--- DESCRIPTION OF THE TASK ---
Go over the entries and report the lines where the word "types" occurs.

--- EXTRACTED DATA ---
//! NewHope key exchange: `offer -> accept -> finish`.
//!
//! Each randomized operation has a `_derand` twin taking explicit 64-byte
//! coins, used for reproducible tests and benchmarks.

use rand_core::TryCryptoRng;
use zerocopy::transmute_ref;
use zeroize::Zeroize;

use crate::{
    Error, computation, hash,
    math::{NttPolynomial, Reconciliation},
    params::{OFFERMSG_BYTES, POLYBYTES, RECBYTES, SYMBYTES},
    types::{AcceptMessage, OfferMessage, Session, SharedKey, Sym2},
};

fn draw_coins(rng: &mut impl TryCryptoRng) -> Result<[u8; 2 * SYMBYTES], Error> {
    let mut coins = [0u8; 2 * SYMBYTES];
    if rng.try_fill_bytes(&mut coins).is_err() {
        coins.zeroize();
        return Err(Error::RandomSource);
    }
    Ok(coins)
}

/// SHA-256 of the reconciled bits; wipes `k`.
fn derive_key(k: &mut [u8; SYMBYTES]) -> SharedKey {
    let mut digest = hash::hash_key(k);
    let key = SharedKey::from(&digest);
    digest.zeroize();
    k.zeroize();
    key
}

/// Deterministic offer from 64 bytes of coins `(seed || noise_seed)`.
#[must_use]
pub fn offer_derand(coins: &[u8; 2 * SYMBYTES]) -> (OfferMessage, Session) {
    let Sym2(seed, noise_seed): &Sym2 = transmute_ref!(coins);

    let (pk, sk) = computation::offer_computation(seed, noise_seed);

    let mut msg = OfferMessage {
        public_poly: [0u8; POLYBYTES],
        seed: *seed,
    };
    pk.to_bytes(&mut msg.public_poly);

    (msg, Session { sk })
}

/// Start an exchange: returns the message to send and the session to keep
/// for [`finish`].
pub fn offer(rng: &mut impl TryCryptoRng) -> Result<(OfferMessage, Session), Error> {
    let mut coins = draw_coins(rng)?;
    let out = offer_derand(&coins);
    coins.zeroize();
    Ok(out)
}

/// Deterministic accept from 64 bytes of coins `(noise_seed || rec_rand)`.
pub fn accept_derand(
    offermsg: &[u8], coins: &[u8; 2 * SYMBYTES],
) -> Result<(SharedKey, AcceptMessage), Error> {
    let msg = OfferMessage::try_from(offermsg)?;
    let pk = NttPolynomial::from_bytes(&msg.public_poly).ok_or(Error::InvalidPolynomial)?;
    let a = computation::gen_a(&msg.seed);

    let Sym2(noise_seed, rec_rand): &Sym2 = transmute_ref!(coins);
    let (mut k, bp, c) = computation::accept_computation(&pk, &a, noise_seed, rec_rand);

    let mut reply = AcceptMessage {
        public_poly: [0u8; POLYBYTES],
        reconciliation: [0u8; RECBYTES],
    };
    bp.to_bytes(&mut reply.public_poly);
    c.to_bytes(&mut reply.reconciliation);

    Ok((derive_key(&mut k), reply))
}

/// Answer an offer. The accepter's key is final as soon as this returns.
///
/// The length is checked before any randomness is drawn.
pub fn accept(
    offermsg: &[u8], rng: &mut impl TryCryptoRng,
) -> Result<(SharedKey, AcceptMessage), Error> {
    if offermsg.len() != OFFERMSG_BYTES {
        return Err(Error::InvalidLength {
            expected: OFFERMSG_BYTES,
            actual: offermsg.len(),
        });
    }
    let mut coins = draw_coins(rng)?;
    let out = accept_derand(offermsg, &coins);
    coins.zeroize();
    out
}

/// Complete the exchange on the offerer's side. Consumes the session.
pub fn finish(session: Session, acceptmsg: &[u8]) -> Result<SharedKey, Error> {
    let msg = AcceptMessage::try_from(acceptmsg)?;
    let bp = NttPolynomial::from_bytes(&msg.public_poly).ok_or(Error::InvalidPolynomial)?;
    let c = Reconciliation::from_bytes(&msg.reconciliation);

    let mut k = computation::finish_computation(&session.sk, &bp, &c);
    Ok(derive_key(&mut k))
}

#[cfg(test)]
mod tests {
    use super::*;
    use crate::params::ACCEPTMSG_BYTES;

    fn coins(tag: u8) -> [u8; 2 * SYMBYTES] {
        core::array::from_fn(|i| (i as u8).wrapping_add(tag.wrapping_mul(37)))
    }

    #[test]
    fn derand_roundtrip() {
        let (offermsg, session) = offer_derand(&coins(1));
        let (key_b, acceptmsg) = accept_derand(offermsg.as_ref(), &coins(2)).unwrap();
        let key_a = finish(session, acceptmsg.as_ref()).unwrap();
        assert_eq!(key_a, key_b);
    }

    #[test]
    fn offer_carries_seed() {
        let c = coins(5);
        let (offermsg, _) = offer_derand(&c);
        assert_eq!(offermsg.seed(), &c[..SYMBYTES]);
    }

    #[test]
    fn finish_rejects_unreduced_polynomial() {
        let (_, session) = offer_derand(&coins(3));
        let mut bad = [0u8; ACCEPTMSG_BYTES];
        bad[..POLYBYTES].fill(0xff);
        assert_eq!(finish(session, &bad).unwrap_err(), Error::InvalidPolynomial);
    }
}
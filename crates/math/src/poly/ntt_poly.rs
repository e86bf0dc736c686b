use core::ops;

use zeroize::Zeroize;

use super::Polynomial;
use crate::{N, encode, ntt, reduce, sample};

/// Polynomial in NTT (bit-reversed) domain.
#[derive(Clone, PartialEq, Eq, Zeroize)]
pub struct NttPolynomial(pub(crate) [u16; N]);

impl NttPolynomial {
    #[inline]
    #[must_use]
    pub const fn zero() -> Self {
        Self([0u16; N])
    }

    /// Inverse NTT, including the `N^{-1}` scaling.
    #[must_use]
    pub fn ntt_inverse(mut self) -> Polynomial {
        ntt::inverse_ntt(&mut self.0);
        Polynomial(self.0)
    }

    /// Pointwise product; ring multiplication in the NTT domain.
    #[must_use]
    pub fn pointwise(&self, other: &Self) -> Self {
        let mut r = Self::zero();
        for ((c, &a), &b) in r.0.iter_mut().zip(self.0.iter()).zip(other.0.iter()) {
            *c = reduce::fqmul(a, b);
        }
        r
    }

    /// Uniform polynomial from an XOF stream.
    ///
    /// Uniformity is preserved by the transform, so the samples are taken to
    /// be NTT-domain coefficients directly.
    #[must_use]
    pub fn sample_uniform(fill: impl FnMut(&mut [u8])) -> Self {
        let mut p = Self::zero();
        sample::reject_uniform(&mut p.0, fill);
        p
    }

    /// Serialize to bytes (14-bit packing, 1792 bytes).
    pub fn to_bytes(&self, r: &mut [u8]) {
        encode::coeffs_to_bytes(r, &self.0);
    }

    /// Deserialize from bytes (14-bit unpacking); `None` if any coefficient
    /// is not below q.
    #[must_use]
    pub fn from_bytes(a: &[u8]) -> Option<Self> {
        let mut p = Self::zero();
        encode::bytes_to_coeffs(&mut p.0, a).then_some(p)
    }

    #[must_use]
    pub const fn coeffs(&self) -> &[u16; N] {
        &self.0
    }
}

impl Default for NttPolynomial {
    #[inline]
    fn default() -> Self {
        Self::zero()
    }
}

impl core::fmt::Debug for NttPolynomial {
    fn fmt(&self, f: &mut core::fmt::Formatter<'_>) -> core::fmt::Result {
        f.debug_struct("NttPolynomial")
            .field("coeffs[..4]", &&self.0[..4])
            .finish_non_exhaustive()
    }
}

impl<'b> ops::Add<&'b NttPolynomial> for &NttPolynomial {
    type Output = NttPolynomial;
    #[inline]
    fn add(self, rhs: &'b NttPolynomial) -> NttPolynomial {
        let mut r = self.clone();
        r += rhs;
        r
    }
}

impl ops::AddAssign<&Self> for NttPolynomial {
    #[inline]
    fn add_assign(&mut self, rhs: &Self) {
        for (a, &b) in self.0.iter_mut().zip(rhs.0.iter()) {
            *a = reduce::fqadd(*a, b);
        }
    }
}

#[cfg(test)]
mod tests {
    use super::*;
    use crate::{POLYBYTES, Q};

    #[test]
    fn ntt_roundtrip() {
        let mut p = Polynomial::zero();
        for (i, c) in p.0.iter_mut().enumerate() {
            *c = (i % 13) as u16;
        }
        let original = p.clone();

        let ntt_p = p.ntt();
        assert_ne!(ntt_p.0, original.0);
        assert_eq!(ntt_p.ntt_inverse(), original);
    }

    #[test]
    fn pointwise_stays_in_range() {
        let a = NttPolynomial([Q - 1; N]);
        let mut b = NttPolynomial::zero();
        for (i, c) in b.0.iter_mut().enumerate() {
            *c = (Q as usize - 1 - i) as u16;
        }
        let c = a.pointwise(&b);
        assert!(c.0.iter().all(|&x| x < Q));
        // (-1) * (q - 1 - i) = i + 1
        assert_eq!(c.0[0], 1);
        assert_eq!(c.0[9], 10);
        assert!((&c + &a).0.iter().all(|&x| x < Q));
    }

    #[test]
    fn pointwise_by_one_is_identity() {
        let mut one = Polynomial::zero();
        one.0[0] = 1;
        let one = one.ntt();
        assert!(one.0.iter().all(|&c| c == 1));

        let mut p = NttPolynomial::zero();
        for (i, c) in p.0.iter_mut().enumerate() {
            *c = (i * 31 % Q as usize) as u16;
        }
        assert_eq!(p.pointwise(&one), p);
    }

    #[test]
    fn tobytes_frombytes_roundtrip() {
        let mut p = NttPolynomial::zero();
        for i in 0..N {
            p.0[i] = (i as u16 * 13) % (Q - 1);
        }
        let mut buf = [0u8; POLYBYTES];
        p.to_bytes(&mut buf);
        assert_eq!(NttPolynomial::from_bytes(&buf), Some(p));
    }

    #[test]
    fn frombytes_rejects_unreduced() {
        let buf = [0xffu8; POLYBYTES];
        assert_eq!(NttPolynomial::from_bytes(&buf), None);
    }
}
//! `newhope-rs` -- NewHope post-quantum ephemeral key exchange.
//!
//! Two parties derive a shared 32-byte key from one round trip:
//!
//! 1. the offerer calls [`offer`], keeps the returned [`Session`] and sends
//!    the [`OfferMessage`];
//! 2. the accepter calls [`accept`] on the received bytes, obtains its
//!    [`SharedKey`] immediately and sends back the [`AcceptMessage`];
//! 3. the offerer calls [`finish`] with its session and the reply.
//!
//! The exchange is anonymous: it does not authenticate either party.

#![deny(unsafe_code)]

mod computation;
pub mod exchange;
pub mod hash;
pub mod params;
pub mod types;

pub use exchange::{accept, accept_derand, finish, offer, offer_derand};
pub use newhope_math as math;
pub use types::{AcceptMessage, OfferMessage, Session, SharedKey};

/// Errors returned by the key-exchange operations.
#[derive(Debug, Clone, Copy, PartialEq, Eq)]
pub enum Error {
    /// Input message has the wrong length for its type.
    InvalidLength {
        /// Expected byte count.
        expected: usize,
        /// Actual byte count received.
        actual: usize,
    },
    /// A packed polynomial coefficient is not below q.
    InvalidPolynomial,
    /// The random-byte source failed.
    RandomSource,
}

impl core::fmt::Display for Error {
    fn fmt(&self, f: &mut core::fmt::Formatter<'_>) -> core::fmt::Result {
        match self {
            Self::InvalidLength { expected, actual } => {
                write!(f, "invalid length: expected {expected}, got {actual}")
            }
            Self::InvalidPolynomial => f.write_str("invalid polynomial encoding"),
            Self::RandomSource => f.write_str("random source failure"),
        }
    }
}

impl core::error::Error for Error {}
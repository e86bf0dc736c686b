use core::ops;

use zeroize::Zeroize;

use super::NttPolynomial;
use crate::{N, NOISE_BYTES, Q, ntt, reduce, sample};

/// Polynomial in standard (coefficient) form over `R_q = Z_q[X]/(X^{1024}+1)`.
///
/// Every coefficient is kept in `[0, q)`.
#[derive(Clone, PartialEq, Eq, Zeroize)]
pub struct Polynomial(pub(crate) [u16; N]);

impl Polynomial {
    #[inline]
    #[must_use]
    pub const fn zero() -> Self {
        Self([0u16; N])
    }

    /// Build from coefficients, rejecting any value not below q.
    #[must_use]
    pub fn from_coeffs(coeffs: [u16; N]) -> Option<Self> {
        coeffs.iter().all(|&c| c < Q).then_some(Self(coeffs))
    }

    /// Consuming forward NTT transform.
    #[must_use]
    pub fn ntt(mut self) -> NttPolynomial {
        ntt::forward_ntt(&mut self.0);
        NttPolynomial(self.0)
    }

    /// Centered-binomial noise polynomial from [`NOISE_BYTES`] random bytes.
    #[must_use]
    pub fn sample_noise(buf: &[u8; NOISE_BYTES]) -> Self {
        let mut p = Self::zero();
        sample::cbd16(&mut p.0, buf);
        p
    }

    #[must_use]
    pub const fn coeffs(&self) -> &[u16; N] {
        &self.0
    }
}

impl Default for Polynomial {
    #[inline]
    fn default() -> Self {
        Self::zero()
    }
}

impl core::fmt::Debug for Polynomial {
    fn fmt(&self, f: &mut core::fmt::Formatter<'_>) -> core::fmt::Result {
        f.debug_struct("Polynomial")
            .field("coeffs[..4]", &&self.0[..4])
            .finish_non_exhaustive()
    }
}

impl<'b> ops::Add<&'b Polynomial> for &Polynomial {
    type Output = Polynomial;
    #[inline]
    fn add(self, rhs: &'b Polynomial) -> Polynomial {
        let mut r = self.clone();
        r += rhs;
        r
    }
}

impl ops::AddAssign<&Self> for Polynomial {
    #[inline]
    fn add_assign(&mut self, rhs: &Self) {
        for (a, &b) in self.0.iter_mut().zip(rhs.0.iter()) {
            *a = reduce::fqadd(*a, b);
        }
    }
}

#[cfg(test)]
mod tests {
    use super::*;

    #[test]
    fn add_wraps_modulo_q() {
        let a = Polynomial([Q - 1; N]);
        let mut b = Polynomial::zero();
        b.0[0] = 1;
        b.0[1] = Q - 1;
        let sum = &a + &b;
        assert_eq!(sum.0[0], 0);
        assert_eq!(sum.0[1], Q - 2);
        assert!(sum.0[2..].iter().all(|&c| c == Q - 1));
    }

    #[test]
    fn from_coeffs_checks_range() {
        let mut coeffs = [Q - 1; N];
        assert!(Polynomial::from_coeffs(coeffs).is_some());
        coeffs[700] = Q;
        assert!(Polynomial::from_coeffs(coeffs).is_none());
    }

    #[test]
    fn noise_ntt_roundtrip_is_exact() {
        let buf: [u8; NOISE_BYTES] = core::array::from_fn(|i| (i * 89 + 3) as u8);
        let p = Polynomial::sample_noise(&buf);
        assert_eq!(p.clone().ntt().ntt_inverse(), p);
    }
}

--- SOLUTION BELOW ---
    types::{AcceptMessage, OfferMessage, Session, SharedKey, Sym2},
pub mod types;
pub use types::{AcceptMessage, OfferMessage, Session, SharedKey};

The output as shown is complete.